▶ **Work to complete**
Render every entry verbatim.

▶ **Recorded data**
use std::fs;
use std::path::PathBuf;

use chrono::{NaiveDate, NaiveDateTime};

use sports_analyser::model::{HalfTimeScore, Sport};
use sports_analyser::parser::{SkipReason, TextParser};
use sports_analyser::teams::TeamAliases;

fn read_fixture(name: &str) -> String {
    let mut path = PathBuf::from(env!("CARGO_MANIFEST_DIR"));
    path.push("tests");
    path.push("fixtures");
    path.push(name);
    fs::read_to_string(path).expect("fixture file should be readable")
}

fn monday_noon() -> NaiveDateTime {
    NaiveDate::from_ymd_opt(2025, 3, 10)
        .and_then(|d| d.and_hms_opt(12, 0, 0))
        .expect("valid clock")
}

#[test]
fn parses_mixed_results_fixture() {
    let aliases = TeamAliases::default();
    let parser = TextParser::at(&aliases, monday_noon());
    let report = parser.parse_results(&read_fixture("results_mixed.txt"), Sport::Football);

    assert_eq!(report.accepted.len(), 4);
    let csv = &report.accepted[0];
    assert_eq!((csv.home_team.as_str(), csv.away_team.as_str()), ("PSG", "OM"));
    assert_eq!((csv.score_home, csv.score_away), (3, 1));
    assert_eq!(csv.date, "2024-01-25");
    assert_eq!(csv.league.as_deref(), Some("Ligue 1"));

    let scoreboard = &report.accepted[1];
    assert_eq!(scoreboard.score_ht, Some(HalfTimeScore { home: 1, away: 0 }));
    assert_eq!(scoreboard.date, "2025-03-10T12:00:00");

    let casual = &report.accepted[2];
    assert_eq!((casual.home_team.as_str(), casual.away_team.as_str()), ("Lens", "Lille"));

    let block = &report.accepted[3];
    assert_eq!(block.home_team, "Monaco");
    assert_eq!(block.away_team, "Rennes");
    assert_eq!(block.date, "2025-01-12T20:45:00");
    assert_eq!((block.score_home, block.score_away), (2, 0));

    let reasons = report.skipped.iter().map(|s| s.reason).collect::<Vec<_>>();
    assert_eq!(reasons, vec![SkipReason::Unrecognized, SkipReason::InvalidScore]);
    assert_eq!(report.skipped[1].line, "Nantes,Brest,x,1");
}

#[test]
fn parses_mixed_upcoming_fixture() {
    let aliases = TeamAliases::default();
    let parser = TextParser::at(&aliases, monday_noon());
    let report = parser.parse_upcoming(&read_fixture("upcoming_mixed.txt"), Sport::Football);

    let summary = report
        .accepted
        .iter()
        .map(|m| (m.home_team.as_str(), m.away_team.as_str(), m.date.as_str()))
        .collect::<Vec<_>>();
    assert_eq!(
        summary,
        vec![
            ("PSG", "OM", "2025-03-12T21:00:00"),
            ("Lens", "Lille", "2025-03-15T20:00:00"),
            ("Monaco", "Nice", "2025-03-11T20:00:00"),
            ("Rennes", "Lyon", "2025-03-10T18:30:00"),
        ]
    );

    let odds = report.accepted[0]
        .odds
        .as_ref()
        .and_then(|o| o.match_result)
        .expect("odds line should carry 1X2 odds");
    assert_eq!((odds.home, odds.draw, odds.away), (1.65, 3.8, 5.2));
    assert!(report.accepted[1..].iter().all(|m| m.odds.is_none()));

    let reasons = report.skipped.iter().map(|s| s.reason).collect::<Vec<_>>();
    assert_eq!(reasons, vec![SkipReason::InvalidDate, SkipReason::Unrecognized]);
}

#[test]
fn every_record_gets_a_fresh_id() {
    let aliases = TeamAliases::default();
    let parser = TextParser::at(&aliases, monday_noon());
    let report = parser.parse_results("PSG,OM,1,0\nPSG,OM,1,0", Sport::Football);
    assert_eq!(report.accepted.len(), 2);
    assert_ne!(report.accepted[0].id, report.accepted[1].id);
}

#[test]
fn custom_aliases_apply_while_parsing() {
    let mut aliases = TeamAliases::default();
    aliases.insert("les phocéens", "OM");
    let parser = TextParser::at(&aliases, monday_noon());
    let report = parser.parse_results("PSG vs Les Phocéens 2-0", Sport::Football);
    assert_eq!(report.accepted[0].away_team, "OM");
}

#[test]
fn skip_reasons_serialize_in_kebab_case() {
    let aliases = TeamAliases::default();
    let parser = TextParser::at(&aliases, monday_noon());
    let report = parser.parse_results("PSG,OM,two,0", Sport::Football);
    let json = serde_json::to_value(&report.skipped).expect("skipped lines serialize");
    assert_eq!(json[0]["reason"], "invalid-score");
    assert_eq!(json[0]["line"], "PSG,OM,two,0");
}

▶ **Answer for the task**
use std::fs;
use std::path::PathBuf;

use chrono::{NaiveDate, NaiveDateTime};

use sports_analyser::model::{HalfTimeScore, Sport};
use sports_analyser::parser::{SkipReason, TextParser};
use sports_analyser::teams::TeamAliases;

fn read_fixture(name: &str) -> String {
    let mut path = PathBuf::from(env!("CARGO_MANIFEST_DIR"));
    path.push("tests");
    path.push("fixtures");
    path.push(name);
    fs::read_to_string(path).expect("fixture file should be readable")
}

fn monday_noon() -> NaiveDateTime {
    NaiveDate::from_ymd_opt(2025, 3, 10)
        .and_then(|d| d.and_hms_opt(12, 0, 0))
        .expect("valid clock")
}

#[test]
fn parses_mixed_results_fixture() {
    let aliases = TeamAliases::default();
    let parser = TextParser::at(&aliases, monday_noon());
    let report = parser.parse_results(&read_fixture("results_mixed.txt"), Sport::Football);

    assert_eq!(report.accepted.len(), 4);
    let csv = &report.accepted[0];
    assert_eq!((csv.home_team.as_str(), csv.away_team.as_str()), ("PSG", "OM"));
    assert_eq!((csv.score_home, csv.score_away), (3, 1));
    assert_eq!(csv.date, "2024-01-25");
    assert_eq!(csv.league.as_deref(), Some("Ligue 1"));

    let scoreboard = &report.accepted[1];
    assert_eq!(scoreboard.score_ht, Some(HalfTimeScore { home: 1, away: 0 }));
    assert_eq!(scoreboard.date, "2025-03-10T12:00:00");

    let casual = &report.accepted[2];
    assert_eq!((casual.home_team.as_str(), casual.away_team.as_str()), ("Lens", "Lille"));

    let block = &report.accepted[3];
    assert_eq!(block.home_team, "Monaco");
    assert_eq!(block.away_team, "Rennes");
    assert_eq!(block.date, "2025-01-12T20:45:00");
    assert_eq!((block.score_home, block.score_away), (2, 0));

    let reasons = report.skipped.iter().map(|s| s.reason).collect::<Vec<_>>();
    assert_eq!(reasons, vec![SkipReason::Unrecognized, SkipReason::InvalidScore]);
    assert_eq!(report.skipped[1].line, "Nantes,Brest,x,1");
}

#[test]
fn parses_mixed_upcoming_fixture() {
    let aliases = TeamAliases::default();
    let parser = TextParser::at(&aliases, monday_noon());
    let report = parser.parse_upcoming(&read_fixture("upcoming_mixed.txt"), Sport::Football);

    let summary = report
        .accepted
        .iter()
        .map(|m| (m.home_team.as_str(), m.away_team.as_str(), m.date.as_str()))
        .collect::<Vec<_>>();
    assert_eq!(
        summary,
        vec![
            ("PSG", "OM", "2025-03-12T21:00:00"),
            ("Lens", "Lille", "2025-03-15T20:00:00"),
            ("Monaco", "Nice", "2025-03-11T20:00:00"),
            ("Rennes", "Lyon", "2025-03-10T18:30:00"),
        ]
    );

    let odds = report.accepted[0]
        .odds
        .as_ref()
        .and_then(|o| o.match_result)
        .expect("odds line should carry 1X2 odds");
    assert_eq!((odds.home, odds.draw, odds.away), (1.65, 3.8, 5.2));
    assert!(report.accepted[1..].iter().all(|m| m.odds.is_none()));

    let reasons = report.skipped.iter().map(|s| s.reason).collect::<Vec<_>>();
    assert_eq!(reasons, vec![SkipReason::InvalidDate, SkipReason::Unrecognized]);
}

#[test]
fn every_record_gets_a_fresh_id() {
    let aliases = TeamAliases::default();
    let parser = TextParser::at(&aliases, monday_noon());
    let report = parser.parse_results("PSG,OM,1,0\nPSG,OM,1,0", Sport::Football);
    assert_eq!(report.accepted.len(), 2);
    assert_ne!(report.accepted[0].id, report.accepted[1].id);
}

#[test]
fn custom_aliases_apply_while_parsing() {
    let mut aliases = TeamAliases::default();
    aliases.insert("les phocéens", "OM");
    let parser = TextParser::at(&aliases, monday_noon());
    let report = parser.parse_results("PSG vs Les Phocéens 2-0", Sport::Football);
    assert_eq!(report.accepted[0].away_team, "OM");
}

#[test]
fn skip_reasons_serialize_in_kebab_case() {
    let aliases = TeamAliases::default();
    let parser = TextParser::at(&aliases, monday_noon());
    let report = parser.parse_results("PSG,OM,two,0", Sport::Football);
    let json = serde_json::to_value(&report.skipped).expect("skipped lines serialize");
    assert_eq!(json[0]["reason"], "invalid-score");
    assert_eq!(json[0]["line"], "PSG,OM,two,0");
}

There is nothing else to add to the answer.